Friday, 7 November 2008

Don’t tell me you’re tired unless you’ve run around the world!


I’m tired. I’m so tired that when I blink my eyes stay down and before you can say ‘ga ga’ I’m off with the faeries, dribbling from the mouth and snoring a passable impression of the Flying Scotsman express train steaming through a tunnel.
Nobody wants to feel tired, but there’s good tired and bad tired.
Bad tired is where you feel like the world is against you and you don’t want it with you anyway because it’s a horrible cruel place where the bad people live, and all you want to do is go to bed and sleep and hide.
Interesting: I tried to define ‘bad tired’ and came up with a description of depression!
Whichever way it defines itself, ‘bad tired’, is always accompanied by feelings of frustration or anger, often an oneself.
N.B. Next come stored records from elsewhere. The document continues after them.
//! Local display sink
//!
//! Terminal renderer standing in for the device panel. Renders status lines
//! with a severity color, an uptime column, and a textual progress bar.
//! Consecutive identical lines are suppressed to keep the output readable.

use crate::report::{ReportSink, Severity, SinkError};
use std::time::Instant;

/// Width of the textual progress bar in characters
const BAR_WIDTH: usize = 20;

/// ANSI color for a severity hint
fn severity_color(severity: Severity) -> &'static str {
    match severity {
        Severity::Info => "\x1b[36m",    // cyan
        Severity::Busy => "\x1b[33m",    // yellow
        Severity::Success => "\x1b[32m", // green
        Severity::Warning => "\x1b[33m", // yellow
        Severity::Error => "\x1b[31m",   // red
    }
}

const RESET: &str = "\x1b[0m";

/// Render a textual progress bar like `[########............] 42%`
pub(crate) fn format_bar(current: usize, total: usize) -> String {
    let total = total.max(1);
    let filled = (BAR_WIDTH * current.min(total)) / total;
    let percent = (current.min(total) * 100) / total;
    format!(
        "[{}{}] {:>3}%",
        "#".repeat(filled),
        ".".repeat(BAR_WIDTH - filled),
        percent
    )
}

/// Terminal status display
pub struct DisplaySink {
    started: Instant,
    last_line: String,
}

impl DisplaySink {
    pub fn new() -> Self {
        Self {
            started: Instant::now(),
            last_line: String::new(),
        }
    }

    /// Print a line unless it repeats the previous one
    fn emit(&mut self, line: String) {
        if line != self.last_line {
            println!("{}", line);
            self.last_line = line;
        }
    }
}

impl Default for DisplaySink {
    fn default() -> Self {
        Self::new()
    }
}

impl ReportSink for DisplaySink {
    fn name(&self) -> &'static str {
        "display"
    }

    fn present(&mut self, main: &str, sub: &str, severity: Severity) -> Result<(), SinkError> {
        let uptime = self.started.elapsed().as_secs();
        let color = severity_color(severity);
        let line = if sub.is_empty() {
            format!("[{:>5}s] {}{}{}", uptime, color, main, RESET)
        } else {
            format!("[{:>5}s] {}{}{} - {}", uptime, color, main, RESET, sub)
        };
        self.emit(line);
        Ok(())
    }

    fn progress(&mut self, current: usize, total: usize, label: &str) -> Result<(), SinkError> {
        let uptime = self.started.elapsed().as_secs();
        let line = format!(
            "[{:>5}s] {} {} ({}/{})",
            uptime,
            format_bar(current, total),
            label,
            current,
            total
        );
        self.emit(line);
        Ok(())
    }

    fn publish(&mut self, message: &str) -> Result<(), SinkError> {
        // Published messages belong to the notification channel; the display
        // only mirrors them at debug level for diagnostics.
        tracing::debug!(target: "toneprobe::display", %message, "Published");
        Ok(())
    }
}
//! Toneprobe - audio classification test bench
//!
//! Entry point: wires the configured signal producer, the classification
//! engine, and both report sinks into the cycle driver, then runs test
//! cycles until Ctrl+C.

use anyhow::Result;
use cpal::traits::{DeviceTrait, HostTrait};
use std::sync::atomic::{AtomicBool, Ordering};
use std::sync::Arc;
use toneprobe::audio::source::{MicrophoneSource, SignalProducer, SyntheticSource};
use toneprobe::classify::heuristic::HeuristicClassifier;
use toneprobe::classify::Classifier;
use toneprobe::config::{AppConfig, SourceKind};
use toneprobe::report::display::DisplaySink;
use toneprobe::report::notify::{ConnectionWatch, NotifySink};
use toneprobe::report::{Reporter, Severity};
use toneprobe::{CycleDriver, SignalKind};
use tracing::{error, info};

fn main() -> Result<()> {
    // Initialize logging
    tracing_subscriber::fmt()
        .with_env_filter(
            tracing_subscriber::EnvFilter::from_default_env()
                .add_directive("toneprobe=info".parse().unwrap()),
        )
        .init();

    println!("╔════════════════════════════════════════════════════════════╗");
    println!(
        "║            Toneprobe v{} - Audio Classifier Bench          ║",
        toneprobe::VERSION
    );
    println!("╚════════════════════════════════════════════════════════════╝");
    println!();

    let mut config = AppConfig::load();

    // Parse command line arguments
    let args: Vec<String> = std::env::args().collect();
    let mut i = 1;
    while i < args.len() {
        match args[i].as_str() {
            "--list" | "-l" => {
                list_devices()?;
                return Ok(());
            }
            "--version" | "-v" => {
                println!("toneprobe {}", toneprobe::VERSION);
                return Ok(());
            }
            "--help" | "-h" => {
                print_help();
                return Ok(());
            }
            "--synthetic" | "-s" => {
                config.source = SourceKind::Synthetic;
            }
            "--mic" | "-m" => {
                config.source = SourceKind::Microphone;
            }
            "--device" | "-d" => {
                if i + 1 >= args.len() {
                    eprintln!("Error: --device requires a device name");
                    return Ok(());
                }
                config.source = SourceKind::Microphone;
                config.device = Some(args[i + 1].clone());
                i += 2;
                continue;
            }
            "--sample-rate" | "-r" => {
                if i + 1 >= args.len() {
                    eprintln!("Error: --sample-rate requires a value");
                    return Ok(());
                }
                match args[i + 1].parse() {
                    Ok(rate) => config.sample_rate = rate,
                    Err(_) => {
                        eprintln!("Error: Invalid sample rate: {}", args[i + 1]);
                        return Ok(());
                    }
                }
                i += 2;
                continue;
            }
            arg => {
                eprintln!("Unknown argument: {}", arg);
                print_help();
                return Ok(());
            }
        }
        i += 1;
    }

    run(config)
}

fn print_help() {
    println!("Usage: toneprobe [OPTIONS]");
    println!();
    println!("Options:");
    println!("  -l, --list              List available input devices");
    println!("  -s, --synthetic         Cycle the synthetic test waveforms (default)");
    println!("  -m, --mic               Capture from the default microphone");
    println!("  -d, --device NAME       Capture from the named input device");
    println!("  -r, --sample-rate RATE  Set sample rate (default: 16000)");
    println!("  -v, --version           Show version");
    println!("  -h, --help              Show this help");
    println!();
    println!("Examples:");
    println!("  toneprobe --synthetic");
    println!("  toneprobe -d \"INMP441\" -r 16000");
    println!();
    println!("Runs classification test cycles until Ctrl+C.");
}

fn list_devices() -> Result<()> {
    println!("Scanning for input devices...");
    println!();

    let host = cpal::default_host();
    let default_name = host
        .default_input_device()
        .and_then(|d| d.name().ok());

    let mut count = 0;
    for device in host.input_devices()? {
        let name = device.name().unwrap_or_else(|_| "Unknown".to_string());
        let default_marker = if Some(&name) == default_name.as_ref() {
            " [DEFAULT]"
        } else {
            ""
        };
        count += 1;
        println!("  {}. {}{}", count, name, default_marker);
        if let Ok(config) = device.default_input_config() {
            println!(
                "     {} ch @ {} Hz ({:?})",
                config.channels(),
                config.sample_rate().0,
                config.sample_format()
            );
        }
    }

    if count == 0 {
        println!("No input devices found.");
    }
    Ok(())
}

fn run(config: AppConfig) -> Result<()> {
    // Transport boundary: the notification channel is drained by a local
    // diagnostics peer (the wireless stack would own this in production)
    let connected = Arc::new(AtomicBool::new(false));
    let (notify, notify_rx) = NotifySink::channel(Arc::clone(&connected));
    let watch = ConnectionWatch::new(Arc::clone(&connected));

    std::thread::Builder::new()
        .name("notify-drain".into())
        .spawn(move || {
            for message in notify_rx.iter() {
                tracing::debug!(target: "toneprobe::notify", %message, "Notification");
            }
        })?;
    connected.store(true, Ordering::Relaxed);

    let mut reporter = Reporter::new(vec![Box::new(DisplaySink::new()), Box::new(notify)]);
    reporter.present("Audio Classifier", "Initializing...", Severity::Success);
    reporter.present("Notify Ready", "Advertising", Severity::Success);

    // Signal producer per configuration
    let producer: Box<dyn SignalProducer> = match config.source {
        SourceKind::Synthetic => {
            let source = SyntheticSource::new(config.sample_rate);
            reporter.present("Source Ready", &source.describe(), Severity::Success);
            Box::new(source)
        }
        SourceKind::Microphone => {
            let mut source = MicrophoneSource::new(config.device.clone(), config.sample_rate);
            if let Err(e) = source.open() {
                error!(error = %e, "Failed to open microphone");
                reporter.present("Mic Error!", &e.to_string(), Severity::Error);
                reporter.publish(&format!("ERROR: microphone unavailable ({})", e));
                println!();
                println!("Use --list to see available devices, or --synthetic to run without one.");
                return Ok(());
            }
            reporter.present("Mic Ready", &source.describe(), Severity::Success);
            Box::new(source)
        }
    };

    let classifier = HeuristicClassifier::new();
    reporter.present("Model Ready", classifier.name(), Severity::Info);
    reporter.present(
        "Window",
        &format!(
            "{} samples, {:.1}s",
            config.window_samples(),
            config.window_secs as f32
        ),
        Severity::Info,
    );
    reporter.present(
        "Starting Tests",
        &format!("{} signal types to test", SignalKind::SEQUENCE.len()),
        Severity::Info,
    );
    reporter.publish("System ready - starting classification tests");

    let mut driver = CycleDriver::new(
        config.window_samples(),
        producer,
        Box::new(classifier),
        reporter,
        Some(watch),
    );

    // Ctrl+C clears the running flag; the driver finishes its current step
    let running = Arc::new(AtomicBool::new(true));
    let r = Arc::clone(&running);
    ctrlc::set_handler(move || {
        r.store(false, Ordering::SeqCst);
    })
    .ok();

    info!(
        source = ?config.source,
        sample_rate = config.sample_rate,
        window_samples = config.window_samples(),
        "Starting test cycles"
    );
    println!("Running test cycles. Press Ctrl+C to stop.");
    println!();

    driver.run(&running);

    println!();
    println!("Stopping...");
    if driver.is_halted() {
        error!("Driver halted on allocation failure");
    }
    println!("Done.");

    Ok(())
}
Maybe you’ve failed to meet a personal target, or let down a loved one; whatever it is, you just don’t have the energy to drag your sad sorry arse up and out to make yourself do the necessary.
And then there’s good tired, which is where I am today. Exhausted, yes, but satisfied. However deep down my spirit slumps when I try to remember the last day on which I awoke and had absolutely nothing to do, a proper day off, and even though I know that up ahead there’s still unfinished business; indeed tomorrow I have to sit and fill out my Tax Form 11 and prove once more to the Revenue Commissioners that I have not earned enough money to contribute anything to the nation except my own PRSI contributions, and, of course, my own madness; and the day after that I head off once more to England to spend a few days with my glorious lovely Mum, and then return to start work again; despite all of the above, I know that right now, while I may be tired (I think I mentioned that, didn’t I?) I am happy.
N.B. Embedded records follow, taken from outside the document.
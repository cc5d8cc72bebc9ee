//! Cycle driver state machine
//!
//! Orchestrates one full test cycle: for each signal kind in the fixed
//! sequence, acquire -> classify -> reduce -> report, then advance. Error
//! containment per step:
//! - allocation failure at construction is fatal (terminal `Halted` phase,
//!   no acquisition is ever attempted)
//! - a hardware read failure yields a partial window that is still
//!   classified (the cleared tail reads as silence)
//! - a classification failure skips result reporting for that step only
//! - sink failures never reach the driver at all
//!
//! The connection lifecycle is polled once per loop iteration, between
//! steps, never mid-step.

use crate::audio::buffer::SampleBuffer;
use crate::audio::signal::SignalKind;
use crate::audio::source::{CaptureError, SignalProducer};
use crate::classify::{reducer, Classifier};
use crate::cycle::state::CycleState;
use crate::report::notify::{ConnectionEdge, ConnectionWatch};
use crate::report::{Reporter, Severity};
use crate::SignalWindow;
use std::sync::atomic::{AtomicBool, Ordering};
use std::time::Duration;

/// Sleep per iteration of the halted safe state
const HALTED_IDLE_INTERVAL: Duration = Duration::from_millis(200);

/// Driver phase within one step
#[derive(Debug, Clone, Copy, PartialEq, Eq)]
pub enum Phase {
    Idle,
    Acquiring,
    Classifying,
    Reporting,
    CycleComplete,
    /// Terminal: allocation failed, no further steps are accepted
    Halted,
}

/// Top-level controller sequencing capture, classification, and reporting
pub struct CycleDriver {
    producer: Box<dyn SignalProducer>,
    classifier: Box<dyn Classifier>,
    reporter: Reporter,
    buffer: Option<SampleBuffer>,
    sequence: Vec<SignalKind>,
    state: CycleState,
    phase: Phase,
    connection: Option<ConnectionWatch>,
}

impl CycleDriver {
    /// Build the driver, allocating the sample window
    ///
    /// Allocation failure is fatal: it is surfaced through the reporter and
    /// the driver starts in the terminal `Halted` phase, accepting no
    /// steps. It never operates on an undersized window.
    pub fn new(
        window_samples: usize,
        producer: Box<dyn SignalProducer>,
        classifier: Box<dyn Classifier>,
        mut reporter: Reporter,
        connection: Option<ConnectionWatch>,
    ) -> Self {
        let sequence = SignalKind::SEQUENCE.to_vec();
        let state = CycleState::new(sequence.len());

        reporter.present(
            "Allocating Memory",
            &format!("{} bytes needed", window_samples.saturating_mul(2)),
            Severity::Busy,
        );

        let (buffer, phase) = match SampleBuffer::allocate(window_samples) {
            Ok(buffer) => {
                reporter.present(
                    "Memory OK",
                    &format!("{} byte window allocated", buffer.size_bytes()),
                    Severity::Success,
                );
                (Some(buffer), Phase::Idle)
            }
            Err(e) => {
                tracing::error!(error = %e, "Sample window allocation failed, halting");
                reporter.present("Memory Error!", "Not enough heap space", Severity::Error);
                reporter.publish("ERROR: Memory allocation failed!");
                (None, Phase::Halted)
            }
        };

        Self {
            producer,
            classifier,
            reporter,
            buffer,
            sequence,
            state,
            phase,
            connection,
        }
    }

    pub fn phase(&self) -> Phase {
        self.phase
    }

    pub fn is_halted(&self) -> bool {
        self.phase == Phase::Halted
    }

    /// Snapshot of the cycle progress state
    pub fn state(&self) -> CycleState {
        self.state.clone()
    }

    /// React to connection lifecycle edges. Called between steps only.
    fn poll_connection(&mut self) {
        let edge = self.connection.as_mut().and_then(ConnectionWatch::poll);
        match edge {
            Some(ConnectionEdge::Connected) => {
                self.reporter
                    .present("Client Connected", "", Severity::Success);
            }
            Some(ConnectionEdge::Disconnected) => {
                self.reporter.present(
                    "Client Disconnected",
                    "restarting advertising",
                    Severity::Error,
                );
            }
            None => {}
        }
    }

    /// Run one full test step
    ///
    /// Returns `false` only from the halted state; every per-step error is
    /// contained and reported, and the machine proceeds.
    pub fn run_step(&mut self) -> bool {
        if self.phase == Phase::Halted {
            return false;
        }
        let Some(kind) = self.sequence.get(self.state.current_step()).copied() else {
            // Defensive reset if the step index ever drifts past the sequence
            self.state.reset();
            return true;
        };

        // Idle -> Acquiring
        self.phase = Phase::Acquiring;
        self.reporter.present(
            "Prepare to Record",
            &format!(
                "Step {} of {}: {}",
                self.state.current_step() + 1,
                self.state.total_steps(),
                kind.label()
            ),
            Severity::Info,
        );
        self.reporter
            .publish(&format!("Starting step: {}", kind.label()));

        let Some(buffer) = self.buffer.as_mut() else {
            self.phase = Phase::Halted;
            return false;
        };
        buffer.clear();

        self.reporter
            .present("Recording...", "Filling sample window", Severity::Busy);

        let captured = match self.producer.fill(buffer, kind, &mut self.reporter) {
            Ok(written) => {
                self.reporter.present(
                    "Recording Complete",
                    &format!("{} samples captured", written),
                    Severity::Success,
                );
                written
            }
            Err(CaptureError::HardwareRead { written, reason }) => {
                // Partial window: tail was cleared, so classify what we got
                tracing::warn!(written, %reason, "Hardware read failed, using partial window");
                self.reporter.present(
                    "Read Error",
                    &format!("{} samples usable, tail silent", written),
                    Severity::Warning,
                );
                self.reporter.publish(&format!(
                    "ERROR: hardware read failed after {} samples",
                    written
                ));
                written
            }
            Err(e) => {
                // Nothing usable this step; report and move on
                tracing::warn!(error = %e, "Capture failed, skipping step");
                self.reporter
                    .present("Capture Error", &e.to_string(), Severity::Error);
                self.reporter.publish(&format!("ERROR: capture failed ({})", e));
                self.finish_step();
                return true;
            }
        };

        // Acquiring -> Classifying
        self.phase = Phase::Classifying;
        self.reporter
            .present("Classifying...", "Processing recorded audio", Severity::Busy);

        let window = SignalWindow::new(&*buffer);
        let outcome = self.classifier.classify(&window);

        // Classifying -> Reporting
        self.phase = Phase::Reporting;
        match outcome {
            Ok(result) => {
                let (label, confidence) = reducer::best_class(&result);
                self.state.record_result(&label, confidence);

                self.reporter.present(
                    &label,
                    &format!("{:.1}% confidence", confidence * 100.0),
                    Severity::Success,
                );
                self.reporter.publish(&format!(
                    "Result: {} ({:.1}%)",
                    label,
                    confidence * 100.0
                ));

                // Full per-label breakdown on the notification channel
                for score in &result.scores {
                    self.reporter.publish(&format!(
                        "{}: {:.1}%",
                        score.label,
                        score.confidence * 100.0
                    ));
                }

                let timing = format!(
                    "DSP: {}ms, Class: {}ms",
                    result.timing.dsp_ms, result.timing.classification_ms
                );
                self.reporter.present("Timing Info", &timing, Severity::Info);
                self.reporter.publish(&format!("Timing - {}", timing));

                tracing::info!(
                    step = self.state.current_step(),
                    label = %label,
                    confidence,
                    captured,
                    "Step classified"
                );
            }
            Err(e) => {
                // Non-fatal: skip result reporting, continue the cycle
                tracing::warn!(error = %e, step = self.state.current_step(), "Classification failed");
                self.reporter
                    .present("Error!", "Classification failed", Severity::Error);
                self.reporter
                    .publish(&format!("ERROR: classification failed ({})", e));
            }
        }

        self.finish_step();
        true
    }

    /// Advance the step counter; wrap up the cycle when the sequence ends
    fn finish_step(&mut self) {
        self.state.advance();
        if self.state.is_complete() {
            self.phase = Phase::CycleComplete;
            self.reporter
                .present("Cycle Complete!", "All tests finished", Severity::Success);
            self.reporter.publish("Test cycle completed - restarting");
            self.state.reset();
        }
        self.phase = Phase::Idle;
    }

    /// Run one full cycle (every step in the sequence)
    ///
    /// Returns `false` if the driver is halted.
    pub fn run_cycle(&mut self) -> bool {
        for _ in 0..self.state.total_steps() {
            if !self.run_step() {
                return false;
            }
        }
        true
    }

    /// Drive cycles until `running` clears
    ///
    /// A halted driver presents its safe state and idles; it never attempts
    /// acquisition.
    pub fn run(&mut self, running: &AtomicBool) {
        if self.phase == Phase::Halted {
            self.reporter.present(
                "Halted",
                "allocation failed - acquisition disabled",
                Severity::Error,
            );
            while running.load(Ordering::SeqCst) {
                std::thread::sleep(HALTED_IDLE_INTERVAL);
            }
            return;
        }

        while running.load(Ordering::SeqCst) {
            self.poll_connection();
            if !self.run_step() {
                break;
            }
        }
    }
}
Four days ago I finished the second draft of the novel, which should now be completed by Christmas, hastening, as Sir Alex Ferguson so poetically put it, ‘Squeaky Bum Time’ when I must turn this manuscript into a good book, and then be judged.
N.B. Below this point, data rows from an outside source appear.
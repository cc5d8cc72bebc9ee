//! Test-cycle sequencing
//!
//! One sequential control loop: for each signal kind in the fixed sequence,
//! acquire a window, classify it, report the outcome, advance. After the
//! last step the state resets and the cycle repeats indefinitely.

pub mod driver;
pub mod state;
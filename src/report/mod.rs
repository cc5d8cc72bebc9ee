//! Status and result reporting
//!
//! Two sinks are composed, not alternatives: a local display
//! ([`display::DisplaySink`]) and a wireless notification channel
//! ([`notify::NotifySink`]). The [`Reporter`] fans every update out to both;
//! a sink failure (for example, no wireless peer connected) is logged and
//! swallowed, never surfaced to the driver loop.

pub mod display;
pub mod notify;

use std::time::{Duration, Instant};
use thiserror::Error;

/// Default minimum interval between forwarded progress updates
const DEFAULT_PROGRESS_INTERVAL: Duration = Duration::from_millis(50);

/// Errors a sink can report. None of them abort the driver.
#[derive(Error, Debug)]
pub enum SinkError {
    #[error("no peer connected")]
    NotConnected,

    #[error("notification channel full")]
    ChannelFull,

    #[error("notification channel closed")]
    ChannelClosed,
}

/// Semantic severity hint attached to status updates
///
/// Sinks map this to their own rendering (the display to a color, the
/// notification channel to a message prefix).
#[derive(Debug, Clone, Copy, PartialEq, Eq)]
pub enum Severity {
    /// Neutral information
    Info,
    /// An operation is in progress
    Busy,
    /// A step or check completed
    Success,
    /// Degraded but continuing
    Warning,
    /// A step failed
    Error,
}

/// An output destination for status, progress, and result text
pub trait ReportSink {
    /// Sink name for log output
    fn name(&self) -> &'static str;

    /// Present a status: main line, detail line, severity hint
    fn present(&mut self, main: &str, sub: &str, severity: Severity) -> Result<(), SinkError>;

    /// Report fill progress for the labeled step
    fn progress(&mut self, current: usize, total: usize, label: &str) -> Result<(), SinkError>;

    /// Publish a free-form message
    fn publish(&mut self, message: &str) -> Result<(), SinkError>;
}

/// Minimum-interval gate for progress updates
///
/// Replaces the firmware-style fixed display delays with an explicit check,
/// so cadence is enforced without sleeping and is testable with synthetic
/// instants.
#[derive(Debug)]
pub struct ProgressPacer {
    min_interval: Duration,
    last: Option<Instant>,
}

impl ProgressPacer {
    pub fn new(min_interval: Duration) -> Self {
        Self {
            min_interval,
            last: None,
        }
    }

    /// Returns true (and arms the gate) if `min_interval` has passed since
    /// the last permitted update. The first call always permits.
    pub fn permit(&mut self, now: Instant) -> bool {
        match self.last {
            Some(last) if now.duration_since(last) < self.min_interval => false,
            _ => {
                self.last = Some(now);
                true
            }
        }
    }

    pub fn reset(&mut self) {
        self.last = None;
    }
}

/// Fan-out over all configured sinks
///
/// Sink failures are logged at warn level and otherwise ignored; the driver
/// never sees them.
pub struct Reporter {
    sinks: Vec<Box<dyn ReportSink>>,
    pacer: ProgressPacer,
}

impl Reporter {
    pub fn new(sinks: Vec<Box<dyn ReportSink>>) -> Self {
        Self {
            sinks,
            pacer: ProgressPacer::new(DEFAULT_PROGRESS_INTERVAL),
        }
    }

    /// Override the minimum progress interval (tests use `Duration::ZERO`)
    pub fn with_pacing(mut self, min_interval: Duration) -> Self {
        self.pacer = ProgressPacer::new(min_interval);
        self
    }

    /// Present a status on every sink
    pub fn present(&mut self, main: &str, sub: &str, severity: Severity) {
        for sink in &mut self.sinks {
            if let Err(e) = sink.present(main, sub, severity) {
                tracing::warn!(sink = sink.name(), error = %e, "Status present failed");
            }
        }
    }

    /// Forward a progress update, rate-limited by the pacer
    ///
    /// The final update (`current == total`) always goes out so completion
    /// is never dropped.
    pub fn progress(&mut self, current: usize, total: usize, label: &str) {
        if current < total && !self.pacer.permit(Instant::now()) {
            return;
        }
        for sink in &mut self.sinks {
            if let Err(e) = sink.progress(current, total, label) {
                tracing::warn!(sink = sink.name(), error = %e, "Progress update failed");
            }
        }
    }

    /// Publish a message on every sink
    pub fn publish(&mut self, message: &str) {
        for sink in &mut self.sinks {
            if let Err(e) = sink.publish(message) {
                tracing::warn!(sink = sink.name(), error = %e, "Publish failed");
            }
        }
    }
}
The day after I finished the draft I found out that my friends from Melbourne were arriving at Shannon with their two teenage children the following day; the day that was going to be my day off, but no matter, because these folk are precious souls who I have not seen since 1989, so all was good. I raced around like a mole on speed, shopping cleaning and picking up mattresses, whilst also writing what you read in this space last week, so as to free more time with my Ozzy-tralian mates.
So brilliant, emotional and wonderful was it to see them that on both nights of their visit I lay awake insomniacal, brain racing, trying to come down from the fantastically intense work that I had just done on my book; the welcome sight and stories of my lifelong friends, and generally, as ever, needing time alone and awake to process the marvellous yet messy and mixed-up monstrosity that is life.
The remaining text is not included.